Hematite

Issue August 17


The drive to be innovative and unique has kept Hematite successful for more than four decades, President John Pavanel says. “Everything about our service is different, from our people to our products to our processes and materials,” he says.

Based in Guelph, Ontario, Hematite manufactures high-quality, recycled products for the automotive industry, including acoustic, air flow and water deflection products. Pavanel’s father, Charlie Pavanel, started the company in 1974, after working as a chemical engineer for BF Goodrich.

When Pavanel set out on his own, he acquired a lighting firm. But Hematite found its current niche when it helped recycle interior trim materials for Ford Motor Co. The automaker had two facilities that were generating the waste, but did not have enough landfill space.

“We worked on with them with on a process to recycle that material,” John Pavanel recalls, noting that the pieces were used to make flooring and gasket materials before being applied toward noise, vibration and harshness (NVH) applications.

“We formed them into a barrier material for acoustic treatments in a car,” he says. Hematite grew to serve General Motors, Chrysler and Toyota with the products before moving into exterior products for acoustic and water management applications.

“That naturally progressed over the years into wheel arch liners and under body treatments,” he explains, noting that the market is currently strong for both, due to the need a better fuel economy. “You’re dealing with a lower coefficient of drag and airflow around the vehicle.”

Today, Hematite also serves Volkswagen and Honda and sets itself apart through its manufacturing. The company offers its customers thermal and compression molding, Pavanel says.

Hematite also distinguishes itself with the range of materials it uses, including thermal plastics, sheet molding compounds, glass mat material and fiberglass. “We like to have a full tool box available to our customers,” he says.

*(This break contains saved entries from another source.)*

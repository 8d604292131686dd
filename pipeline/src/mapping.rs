//! Mapping list loading.
//!
//! The mapping list pairs file paths with descriptions, one `<path>:
//! <description>` per line. Comment lines act as region headers: a header
//! mentioning images switches the loader to [`MappingKind::Image`], one
//! mentioning PDFs or documents switches it to [`MappingKind::Document`].
//! Lines that match neither form are skipped.

use std::path::Path;
use std::sync::LazyLock;

use help_index_core::{MappingEntry, MappingKind, MappingTable};
use regex::Regex;
use tracing::debug;

use crate::classify::strip_bom;
use crate::config::MappingConfig;
use crate::report::MappingStats;

// SAFETY: This regex is a compile-time constant and is validated by tests.
static MAPPING_LINE: LazyLock<Regex> = LazyLock::new(|| {
    Regex::new(r"^(?P<path>\S.*?):\s+(?P<description>\S.*)$").expect("static regex must compile")
});

/// Parses a mapping list into an ordered [`MappingTable`].
///
/// # Examples
///
/// ```
/// use help_index_core::MappingKind;
/// use help_index_pipeline::config::MappingConfig;
/// use help_index_pipeline::mapping::load_mapping;
///
/// let text = [
///     "# Image Mappings",
///     "images/mc6700p.png: MC6700P",
///     "# PDF Mappings",
///     "Extras/mc6700p-start.pdf: MC6700P Getting Started Guide",
///     "not a mapping line",
/// ]
/// .join("\n");
/// let (table, stats) = load_mapping(&text, &MappingConfig::default());
/// assert_eq!(table.len(), 2);
/// assert_eq!(table.entries()[0].kind(), MappingKind::Image);
/// assert_eq!(table.entries()[1].path(), "Extras/mc6700p-start.pdf");
/// assert_eq!(stats.skipped_lines, 1);
/// ```
pub fn load_mapping(text: &str, config: &MappingConfig) -> (MappingTable, MappingStats) {
    let mut table = MappingTable::new();
    let mut stats = MappingStats::default();
    let mut region: Option<MappingKind> = None;

    for (index, raw) in strip_bom(text).lines().enumerate() {
        stats.lines += 1;
        let line = raw.trim();
        if line.is_empty() {
            continue;
        }

        if let Some(header) = strip_comment(line, &config.comment_prefixes) {
            if let Some(kind) = region_for_header(header, config) {
                debug!(line = index + 1, region = ?kind, "Switching mapping region");
                stats.region_headers += 1;
                region = Some(kind);
            }
            continue;
        }

        let Some((path, description)) = parse_mapping_line(line) else {
            debug!(line = index + 1, text = line, "Skipping malformed mapping line");
            stats.skipped_lines += 1;
            continue;
        };

        let kind = region.unwrap_or_else(|| infer_kind(path, config));
        match kind {
            MappingKind::Image => stats.images += 1,
            MappingKind::Document => stats.documents += 1,
        }
        table.push(MappingEntry::new(path, description, kind));
    }

    (table, stats)
}

/// Splits `<path>: <description>` at the first colon followed by whitespace.
///
/// Returns `None` when either side is empty.
pub fn parse_mapping_line(line: &str) -> Option<(&str, &str)> {
    let captures = MAPPING_LINE.captures(line.trim())?;
    let path = captures.name("path")?.as_str().trim();
    let description = captures.name("description")?.as_str().trim();
    if path.is_empty() || description.is_empty() {
        return None;
    }
    Some((path, description))
}

fn strip_comment<'a>(line: &'a str, prefixes: &[String]) -> Option<&'a str> {
    prefixes
        .iter()
        .filter(|prefix| !prefix.is_empty())
        .find_map(|prefix| line.strip_prefix(prefix.as_str()))
}

/// Region selected by a comment header, or `None` when the header names
/// neither images nor documents.
fn region_for_header(header: &str, config: &MappingConfig) -> Option<MappingKind> {
    let words: Vec<String> = header
        .split(|ch: char| !ch.is_alphanumeric())
        .filter(|word| !word.is_empty())
        .map(str::to_lowercase)
        .collect();
    let mentions = |keywords: &[String]| {
        words
            .iter()
            .any(|word| keywords.iter().any(|keyword| keyword.eq_ignore_ascii_case(word)))
    };

    if mentions(&config.image_keywords) {
        Some(MappingKind::Image)
    } else if mentions(&config.document_keywords) {
        Some(MappingKind::Document)
    } else {
        None
    }
}

fn infer_kind(path: &str, config: &MappingConfig) -> MappingKind {
    let is_image = Path::new(path)
        .extension()
        .and_then(|ext| ext.to_str())
        .is_some_and(|ext| {
            config
                .image_extensions
                .iter()
                .any(|candidate| candidate.eq_ignore_ascii_case(ext))
        });
    if is_image {
        MappingKind::Image
    } else {
        MappingKind::Document
    }
}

Location, Location, Location

Hematite has facilities in Guelph and Brantford, Ontario, and recently broke ground on a 120,000-square-foot location in Englewood, Ohio. “That facility will come online before the end of the year,” Pavanel predicts.

The company also plans to open a location next year in Guanajuato, Mexico, that will span 80,000 square feet. Both of the locations will provide Hematite with logistics advantages, he says.

“You need to be closer to your customers, and that’s why Englewood is important to us,” Pavanel says. “With the amount of production that takes place in Mexico, we have to have a facility.”

A Lean Future

Hematite’s customers require high levels of quality, so it must maintain a strong focus on its manufacturing process. “It’s just a requirement of the business when you’re a smaller supplier,” Pavanel says.

“You just have a narrower margin of error,” he says, noting that the company has adopted lean manufacturing, and is in the process of implementing a lean culture. This drives Hematite’s employees to work together more and take better ownership of their work, Pavanel says.

“That lean culture is really the future of the business,” he explains, adding that the company employs two former Toyota employees who are lean experts. “We’ll work with them toward a lean culture. I think it’s going to be everything for us.”

Hematite also keeps its inventory low. Not only does it have disciplined staff members with the right mindset, “We have a cloud-based MRP system,” Pavanel says. “It’s turning out to be a wonderful tool.”

Good Influences

Pavanel joined Hematite in 1978. “As we started to develop the automotive business, I was the first new employee,” he recalls, noting that he always wanted to work alongside his father. “I respected the work he did.”

He also has respect for Hematite’s team. “It’s taken me some time to really understand how these businesses work, but at the end of the day, it’s easy to see the differences in the people you have to have in every area,” Pavanel says.

“They influence your daily success,” he adds, noting that this carries over into Hematite’s products, customer service and growth. “We have strong general managers for each location.

“Their priority is to grow and manage their people,” he says. “Everything flows from there. It’s easy to think that it’s more of an engineered environment, but without the right people, you just can’t succeed.”

Pavanel predicts a strong future for Hematite. However, it may see the automotive industry cool off in the near future, as it nears the end of a strong business cycle. “We’re optimistic, but we’re mindful of where we are,” he says.

But the company plans to keep growing. “We’re excited about our ability to provide innovative treatments – both interior and exterior,” he says. “There continues to be opportunities.”